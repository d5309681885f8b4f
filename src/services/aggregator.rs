// src/services/aggregator.rs

use chrono::{Datelike, NaiveDate};
use rust_decimal::Decimal;

use crate::{
    errors::{PayrollError, PayrollResult},
    models::{
        Absence, AbsenceKind, CompanySnapshot, DeductionAmount, DeductionTiming, ElementKind,
        EmployeeSnapshot, EmployeeStatus, Money, PayrollElement, PayrollPeriod, RuleTable,
    },
};

/// Line items of one payslip and the totals struck from them.
#[derive(Debug, Clone, PartialEq)]
pub struct Aggregation {
    pub elements: Vec<PayrollElement>,
    /// Earnings less pre-tax deductions.
    pub gross_total: Money,
    /// `gross_total` less tax-exempt earnings.
    pub taxable_base: Money,
    pub post_tax_deductions: DeductionAmount,
}

/// Builds the earning/deduction lines for `employee` in `period`.
///
/// Order of the lines: base salary, seniority bonus, absence deductions,
/// then `adjustments` as supplied.
pub fn aggregate(
    employee: &EmployeeSnapshot,
    company: &CompanySnapshot,
    period: PayrollPeriod,
    adjustments: &[PayrollElement],
    absences: &[Absence],
    rules: &RuleTable,
) -> PayrollResult<Aggregation> {
    let base_salary = check_profile(employee, company)?;

    if employee.status == EmployeeStatus::Inactive {
        return Err(PayrollError::InvalidInput(format!(
            "employee {} is inactive and cannot be paid for {period}",
            employee.id
        )));
    }
    if employee.hire_date > period.last_day() {
        return Err(PayrollError::InvalidInput(format!(
            "employee {} was hired on {} after the end of {period}",
            employee.id, employee.hire_date
        )));
    }

    let mut elements = vec![PayrollElement::earning(
        ElementKind::BaseSalary,
        "Salaire de base",
        base_salary,
    )];

    let years = completed_years(employee.hire_date, period.last_day());
    let seniority_rate = rules.seniority_rate(years);
    if !seniority_rate.is_zero() {
        elements.push(
            PayrollElement::earning(
                ElementKind::Bonus,
                format!("Prime d'ancienneté ({years} ans)"),
                base_salary.percent(seniority_rate),
            )
            .with_basis(base_salary.amount(), Some(seniority_rate)),
        );
    }

    elements.extend(absence_deductions(base_salary, absences, rules));

    for adjustment in adjustments {
        match adjustment.kind {
            ElementKind::BaseSalary => {
                return Err(PayrollError::InvalidInput(format!(
                    "base salary comes from the employee record, not adjustments (employee {}, {period})",
                    employee.id
                )));
            }
            ElementKind::Contribution => {
                return Err(PayrollError::InvalidInput(format!(
                    "statutory contributions are computed, not supplied (employee {}, {period})",
                    employee.id
                )));
            }
            _ => elements.push(adjustment.clone()),
        }
    }

    let earnings: Money = elements
        .iter()
        .filter(|e| e.is_earning())
        .map(|e| e.amount)
        .sum();
    let exempt: Money = elements
        .iter()
        .filter(|e| e.is_earning() && e.tax_exempt)
        .map(|e| e.amount)
        .sum();
    let pre_tax = deductions(&elements, DeductionTiming::PreTax);
    let post_tax_deductions = deductions(&elements, DeductionTiming::PostTax);

    let gross_total = earnings.checked_deduct(pre_tax).ok_or_else(|| {
        PayrollError::InvalidInput(format!(
            "pre-tax deductions {pre_tax} exceed earnings {earnings} (employee {}, {period})",
            employee.id
        ))
    })?;
    let taxable_base = gross_total.saturating_deduct(DeductionAmount::new(exempt));

    Ok(Aggregation {
        elements,
        gross_total,
        taxable_base,
        post_tax_deductions,
    })
}

/// Returns the base salary once every mandatory field is present.
fn check_profile(employee: &EmployeeSnapshot, company: &CompanySnapshot) -> PayrollResult<Money> {
    let blank = |v: &Option<String>| v.as_deref().is_none_or(|s| s.trim().is_empty());

    let mut missing = Vec::new();
    if employee.base_salary.is_none_or(Money::is_zero) {
        missing.push("base_salary");
    }
    if employee.national_id.trim().is_empty() {
        missing.push("national_id");
    }
    if company.cnss_number_required && blank(&employee.cnss_number) {
        missing.push("cnss_number");
    }
    if company.amo_number_required && blank(&employee.amo_number) {
        missing.push("amo_number");
    }

    match employee.base_salary {
        Some(base) if missing.is_empty() => Ok(base),
        _ => Err(PayrollError::IncompleteProfile {
            employee_id: employee.id,
            missing,
        }),
    }
}

fn deductions(elements: &[PayrollElement], timing: DeductionTiming) -> DeductionAmount {
    elements
        .iter()
        .filter(|e| e.kind == ElementKind::Deduction && e.timing == timing)
        .filter_map(PayrollElement::as_deduction)
        .sum()
}

/// Pre-tax deductions for unpaid days. Paid leave costs nothing; sick days
/// inside the carence period stay on the employer, the rest are paid by the
/// CNSS and come off the salary.
///
/// The month as a whole never loses more than `working_days_per_month`
/// days, however the absences are split. Amounts are struck from the running
/// day count so the lines add up to at most the base salary.
pub fn absence_deductions(
    base_salary: Money,
    absences: &[Absence],
    rules: &RuleTable,
) -> Vec<PayrollElement> {
    let working_days = rules.working_days_per_month;
    let daily_rate = base_salary.amount() / Decimal::from(working_days);
    let cost = |days: u32| Money::round_non_negative(daily_rate * Decimal::from(days));

    let mut deducted = 0;
    let mut lines = Vec::new();
    for absence in absences {
        let (days, label) = match absence.kind {
            AbsenceKind::Paid => continue,
            AbsenceKind::Unpaid => (absence.days, "Absence non rémunérée".to_string()),
            AbsenceKind::Sick => (
                absence.days.saturating_sub(rules.sick_leave_carence_days),
                format!(
                    "Arrêt maladie (au-delà de {} jours de carence)",
                    rules.sick_leave_carence_days
                ),
            ),
        };
        let days = days.min(working_days - deducted);
        if days == 0 {
            continue;
        }
        let amount = Money::round_non_negative(
            cost(deducted + days).amount() - cost(deducted).amount(),
        );
        deducted += days;
        lines.push(
            PayrollElement::deduction(label, DeductionAmount::new(amount), DeductionTiming::PreTax)
                .with_basis(Decimal::from(days), None),
        );
    }
    lines
}

fn completed_years(from: NaiveDate, to: NaiveDate) -> u32 {
    let mut years = to.year() - from.year();
    if (to.month(), to.day()) < (from.month(), from.day()) {
        years -= 1;
    }
    u32::try_from(years).unwrap_or(0)
}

**ACTIVITY:** Exact repetition of every record is required.

**FINAL ANSWER:**
repository d5309681885f8b4f
filename src/services/aggregator.rs
// src/services/aggregator.rs

use chrono::{Datelike, NaiveDate};
use rust_decimal::Decimal;

use crate::{
    errors::{PayrollError, PayrollResult},
    models::{
        Absence, AbsenceKind, CompanySnapshot, DeductionAmount, DeductionTiming, ElementKind,
        EmployeeSnapshot, EmployeeStatus, Money, PayrollElement, PayrollPeriod, RuleTable,
    },
};

/// Line items of one payslip and the totals struck from them.
#[derive(Debug, Clone, PartialEq)]
pub struct Aggregation {
    pub elements: Vec<PayrollElement>,
    /// Earnings less pre-tax deductions.
    pub gross_total: Money,
    /// `gross_total` less tax-exempt earnings.
    pub taxable_base: Money,
    pub post_tax_deductions: DeductionAmount,
}

/// Builds the earning/deduction lines for `employee` in `period`.
///
/// Order of the lines: base salary, seniority bonus, absence deductions,
/// then `adjustments` as supplied.
pub fn aggregate(
    employee: &EmployeeSnapshot,
    company: &CompanySnapshot,
    period: PayrollPeriod,
    adjustments: &[PayrollElement],
    absences: &[Absence],
    rules: &RuleTable,
) -> PayrollResult<Aggregation> {
    let base_salary = check_profile(employee, company)?;

    if employee.status == EmployeeStatus::Inactive {
        return Err(PayrollError::InvalidInput(format!(
            "employee {} is inactive and cannot be paid for {period}",
            employee.id
        )));
    }
    if employee.hire_date > period.last_day() {
        return Err(PayrollError::InvalidInput(format!(
            "employee {} was hired on {} after the end of {period}",
            employee.id, employee.hire_date
        )));
    }

    let mut elements = vec![PayrollElement::earning(
        ElementKind::BaseSalary,
        "Salaire de base",
        base_salary,
    )];

    let years = completed_years(employee.hire_date, period.last_day());
    let seniority_rate = rules.seniority_rate(years);
    if !seniority_rate.is_zero() {
        elements.push(
            PayrollElement::earning(
                ElementKind::Bonus,
                format!("Prime d'ancienneté ({years} ans)"),
                base_salary.percent(seniority_rate),
            )
            .with_basis(base_salary.amount(), Some(seniority_rate)),
        );
    }

    elements.extend(absence_deductions(base_salary, absences, rules));

    for adjustment in adjustments {
        match adjustment.kind {
            ElementKind::BaseSalary => {
                return Err(PayrollError::InvalidInput(format!(
                    "base salary comes from the employee record, not adjustments (employee {}, {period})",
                    employee.id
                )));
            }
            ElementKind::Contribution => {
                return Err(PayrollError::InvalidInput(format!(
                    "statutory contributions are computed, not supplied (employee {}, {period})",
                    employee.id
                )));
            }
            _ => elements.push(adjustment.clone()),
        }
    }

    let earnings: Money = elements
        .iter()
        .filter(|e| e.is_earning())
        .map(|e| e.amount)
        .sum();
    let exempt: Money = elements
        .iter()
        .filter(|e| e.is_earning() && e.tax_exempt)
        .map(|e| e.amount)
        .sum();
    let pre_tax = deductions(&elements, DeductionTiming::PreTax);
    let post_tax_deductions = deductions(&elements, DeductionTiming::PostTax);

    let gross_total = earnings.checked_deduct(pre_tax).ok_or_else(|| {
        PayrollError::InvalidInput(format!(
            "pre-tax deductions {pre_tax} exceed earnings {earnings} (employee {}, {period})",
            employee.id
        ))
    })?;
    let taxable_base = gross_total.saturating_deduct(DeductionAmount::new(exempt));

    Ok(Aggregation {
        elements,
        gross_total,
        taxable_base,
        post_tax_deductions,
    })
}

/// Returns the base salary once every mandatory field is present.
fn check_profile(employee: &EmployeeSnapshot, company: &CompanySnapshot) -> PayrollResult<Money> {
    let blank = |v: &Option<String>| v.as_deref().is_none_or(|s| s.trim().is_empty());

    let mut missing = Vec::new();
    if employee.base_salary.is_none_or(Money::is_zero) {
        missing.push("base_salary");
    }
    if employee.national_id.trim().is_empty() {
        missing.push("national_id");
    }
    if company.cnss_number_required && blank(&employee.cnss_number) {
        missing.push("cnss_number");
    }
    if company.amo_number_required && blank(&employee.amo_number) {
        missing.push("amo_number");
    }

    match employee.base_salary {
        Some(base) if missing.is_empty() => Ok(base),
        _ => Err(PayrollError::IncompleteProfile {
            employee_id: employee.id,
            missing,
        }),
    }
}

fn deductions(elements: &[PayrollElement], timing: DeductionTiming) -> DeductionAmount {
    elements
        .iter()
        .filter(|e| e.kind == ElementKind::Deduction && e.timing == timing)
        .filter_map(PayrollElement::as_deduction)
        .sum()
}

/// Pre-tax deductions for unpaid days. Paid leave costs nothing; sick days
/// inside the carence period stay on the employer, the rest are paid by the
/// CNSS and come off the salary.
///
/// The month as a whole never loses more than `working_days_per_month`
/// days, however the absences are split. Amounts are struck from the running
/// day count so the lines add up to at most the base salary.
pub fn absence_deductions(
    base_salary: Money,
    absences: &[Absence],
    rules: &RuleTable,
) -> Vec<PayrollElement> {
    let working_days = rules.working_days_per_month;
    let daily_rate = base_salary.amount() / Decimal::from(working_days);
    let cost = |days: u32| Money::round_non_negative(daily_rate * Decimal::from(days));

    let mut deducted = 0;
    let mut lines = Vec::new();
    for absence in absences {
        let (days, label) = match absence.kind {
            AbsenceKind::Paid => continue,
            AbsenceKind::Unpaid => (absence.days, "Absence non rémunérée".to_string()),
            AbsenceKind::Sick => (
                absence.days.saturating_sub(rules.sick_leave_carence_days),
                format!(
                    "Arrêt maladie (au-delà de {} jours de carence)",
                    rules.sick_leave_carence_days
                ),
            ),
        };
        let days = days.min(working_days - deducted);
        if days == 0 {
            continue;
        }
        let amount = Money::round_non_negative(
            cost(deducted + days).amount() - cost(deducted).amount(),
        );
        deducted += days;
        lines.push(
            PayrollElement::deduction(label, DeductionAmount::new(amount), DeductionTiming::PreTax)
                .with_basis(Decimal::from(days), None),
        );
    }
    lines
}

fn completed_years(from: NaiveDate, to: NaiveDate) -> u32 {
    let mut years = to.year() - from.year();
    if (to.month(), to.day()) < (from.month(), from.day()) {
        years -= 1;
    }
    u32::try_from(years).unwrap_or(0)
}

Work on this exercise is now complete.